-- ABOUT THIS EXERCISE --
Print the listing that follows, character for character.

-- EXERCISE MATERIAL --
//! X-bar control chart with three-sigma limits.

use super::errors::AnalysisError;
use crate::domain::dataset::Dataset;
use crate::domain::report::{fmt2, Chart, PlotSpec, Report, Series, SeriesKind, Table};
use crate::domain::stats;

/// Width of the control band in standard errors.
pub const SIGMA_MULTIPLIER: f64 = 3.0;

#[derive(Debug, Clone, Copy, PartialEq)]
pub struct ControlLimits {
    pub center: f64,
    pub upper: f64,
    pub lower: f64,
    pub std: f64,
}

impl ControlLimits {
    /// Center at the mean, limits at `mean ± 3·std/√n`.
    ///
    /// Fewer than two samples gives a zero standard deviation.
    pub fn from_samples(data: &[f64]) -> Option<Self> {
        let center = stats::mean(data)?;
        let std = stats::std_dev(data).unwrap_or(0.0);
        let half_width = SIGMA_MULTIPLIER * std / (data.len() as f64).sqrt();
        Some(Self {
            center,
            upper: center + half_width,
            lower: center - half_width,
            std,
        })
    }

    pub fn contains(&self, value: f64) -> bool {
        value >= self.lower && value <= self.upper
    }
}

#[derive(Debug, Clone, PartialEq)]
pub struct ControlPoint {
    /// Zero-based row in the dataset.
    pub row: usize,
    pub value: f64,
    pub out_of_control: bool,
}

#[derive(Debug, Clone, PartialEq)]
pub struct ControlChart {
    pub column: String,
    pub limits: ControlLimits,
    pub points: Vec<ControlPoint>,
}

pub struct ControlChartAnalyzer;

impl ControlChartAnalyzer {
    pub fn analyze(dataset: &Dataset, column: &str) -> Result<ControlChart, AnalysisError> {
        let samples: Vec<(usize, f64)> = dataset
            .numeric_column(column)?
            .values
            .iter()
            .enumerate()
            .filter_map(|(row, v)| v.as_number().map(|n| (row, n)))
            .collect();
        let data: Vec<f64> = samples.iter().map(|(_, v)| *v).collect();
        let limits = ControlLimits::from_samples(&data).ok_or_else(|| {
            AnalysisError::computation(format!("Column '{}' has no numeric values", column))
        })?;

        let points = samples
            .into_iter()
            .map(|(row, value)| ControlPoint {
                row,
                value,
                out_of_control: !limits.contains(value),
            })
            .collect();

        Ok(ControlChart {
            column: column.to_string(),
            limits,
            points,
        })
    }
}

impl ControlChart {
    pub fn out_of_control_count(&self) -> usize {
        self.points.iter().filter(|p| p.out_of_control).count()
    }

    pub fn interpretation(&self) -> Vec<String> {
        let mut lines = vec![
            format!("Quality control analysis for {}:", self.column),
            format!("Mean: {}", fmt2(self.limits.center)),
            format!("Upper control limit: {}", fmt2(self.limits.upper)),
            format!("Lower control limit: {}", fmt2(self.limits.lower)),
            format!("Samples out of control: {}", self.out_of_control_count()),
        ];
        if self.out_of_control_count() > 0 {
            lines.push("ALERT: there are samples outside the control limits".to_string());
        }
        lines
    }

    pub fn to_report(&self) -> Report {
        let series: Vec<(f64, f64)> = self
            .points
            .iter()
            .map(|p| ((p.row + 1) as f64, p.value))
            .collect();
        let flagged: Vec<(f64, f64)> = self
            .points
            .iter()
            .filter(|p| p.out_of_control)
            .map(|p| ((p.row + 1) as f64, p.value))
            .collect();

        let mut plot = PlotSpec::new(
            format!("Control chart - {}", self.column),
            "Sample",
            self.column.clone(),
        )
        .with_series(Series::xy(self.column.clone(), SeriesKind::Line, series))
        .with_guide("UCL", self.limits.upper)
        .with_guide("Mean", self.limits.center)
        .with_guide("LCL", self.limits.lower);
        if !flagged.is_empty() {
            plot = plot.with_series(Series::xy("Out of control", SeriesKind::Scatter, flagged));
        }

        let mut limits = Table::new("Control limits", &["Metric", "Value"]);
        limits.push_row(vec!["Mean".to_string(), fmt2(self.limits.center)]);
        limits.push_row(vec!["Upper control limit".to_string(), fmt2(self.limits.upper)]);
        limits.push_row(vec!["Lower control limit".to_string(), fmt2(self.limits.lower)]);
        limits.push_row(vec!["Standard deviation".to_string(), fmt2(self.limits.std)]);

        let mut outliers = Table::new("Out-of-control samples", &["Sample", "Value"]);
        for p in self.points.iter().filter(|p| p.out_of_control) {
            outliers.push_row(vec![(p.row + 1).to_string(), fmt2(p.value)]);
        }

        Report::new(format!("Control chart - {}", self.column))
            .with_chart(Chart::Plot(plot))
            .with_table(limits)
            .with_table(outliers)
            .with_interpretation(self.interpretation())
    }
}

-- ANSWER SECTION --
//! X-bar control chart with three-sigma limits.

use super::errors::AnalysisError;
use crate::domain::dataset::Dataset;
use crate::domain::report::{fmt2, Chart, PlotSpec, Report, Series, SeriesKind, Table};
use crate::domain::stats;

/// Width of the control band in standard errors.
pub const SIGMA_MULTIPLIER: f64 = 3.0;

#[derive(Debug, Clone, Copy, PartialEq)]
pub struct ControlLimits {
    pub center: f64,
    pub upper: f64,
    pub lower: f64,
    pub std: f64,
}

impl ControlLimits {
    /// Center at the mean, limits at `mean ± 3·std/√n`.
    ///
    /// Fewer than two samples gives a zero standard deviation.
    pub fn from_samples(data: &[f64]) -> Option<Self> {
        let center = stats::mean(data)?;
        let std = stats::std_dev(data).unwrap_or(0.0);
        let half_width = SIGMA_MULTIPLIER * std / (data.len() as f64).sqrt();
        Some(Self {
            center,
            upper: center + half_width,
            lower: center - half_width,
            std,
        })
    }

    pub fn contains(&self, value: f64) -> bool {
        value >= self.lower && value <= self.upper
    }
}

#[derive(Debug, Clone, PartialEq)]
pub struct ControlPoint {
    /// Zero-based row in the dataset.
    pub row: usize,
    pub value: f64,
    pub out_of_control: bool,
}

#[derive(Debug, Clone, PartialEq)]
pub struct ControlChart {
    pub column: String,
    pub limits: ControlLimits,
    pub points: Vec<ControlPoint>,
}

pub struct ControlChartAnalyzer;

impl ControlChartAnalyzer {
    pub fn analyze(dataset: &Dataset, column: &str) -> Result<ControlChart, AnalysisError> {
        let samples: Vec<(usize, f64)> = dataset
            .numeric_column(column)?
            .values
            .iter()
            .enumerate()
            .filter_map(|(row, v)| v.as_number().map(|n| (row, n)))
            .collect();
        let data: Vec<f64> = samples.iter().map(|(_, v)| *v).collect();
        let limits = ControlLimits::from_samples(&data).ok_or_else(|| {
            AnalysisError::computation(format!("Column '{}' has no numeric values", column))
        })?;

        let points = samples
            .into_iter()
            .map(|(row, value)| ControlPoint {
                row,
                value,
                out_of_control: !limits.contains(value),
            })
            .collect();

        Ok(ControlChart {
            column: column.to_string(),
            limits,
            points,
        })
    }
}

impl ControlChart {
    pub fn out_of_control_count(&self) -> usize {
        self.points.iter().filter(|p| p.out_of_control).count()
    }

    pub fn interpretation(&self) -> Vec<String> {
        let mut lines = vec![
            format!("Quality control analysis for {}:", self.column),
            format!("Mean: {}", fmt2(self.limits.center)),
            format!("Upper control limit: {}", fmt2(self.limits.upper)),
            format!("Lower control limit: {}", fmt2(self.limits.lower)),
            format!("Samples out of control: {}", self.out_of_control_count()),
        ];
        if self.out_of_control_count() > 0 {
            lines.push("ALERT: there are samples outside the control limits".to_string());
        }
        lines
    }

    pub fn to_report(&self) -> Report {
        let series: Vec<(f64, f64)> = self
            .points
            .iter()
            .map(|p| ((p.row + 1) as f64, p.value))
            .collect();
        let flagged: Vec<(f64, f64)> = self
            .points
            .iter()
            .filter(|p| p.out_of_control)
            .map(|p| ((p.row + 1) as f64, p.value))
            .collect();

        let mut plot = PlotSpec::new(
            format!("Control chart - {}", self.column),
            "Sample",
            self.column.clone(),
        )
        .with_series(Series::xy(self.column.clone(), SeriesKind::Line, series))
        .with_guide("UCL", self.limits.upper)
        .with_guide("Mean", self.limits.center)
        .with_guide("LCL", self.limits.lower);
        if !flagged.is_empty() {
            plot = plot.with_series(Series::xy("Out of control", SeriesKind::Scatter, flagged));
        }

        let mut limits = Table::new("Control limits", &["Metric", "Value"]);
        limits.push_row(vec!["Mean".to_string(), fmt2(self.limits.center)]);
        limits.push_row(vec!["Upper control limit".to_string(), fmt2(self.limits.upper)]);
        limits.push_row(vec!["Lower control limit".to_string(), fmt2(self.limits.lower)]);
        limits.push_row(vec!["Standard deviation".to_string(), fmt2(self.limits.std)]);

        let mut outliers = Table::new("Out-of-control samples", &["Sample", "Value"]);
        for p in self.points.iter().filter(|p| p.out_of_control) {
            outliers.push_row(vec![(p.row + 1).to_string(), fmt2(p.value)]);
        }

        Report::new(format!("Control chart - {}", self.column))
            .with_chart(Chart::Plot(plot))
            .with_table(limits)
            .with_table(outliers)
            .with_interpretation(self.interpretation())
    }
}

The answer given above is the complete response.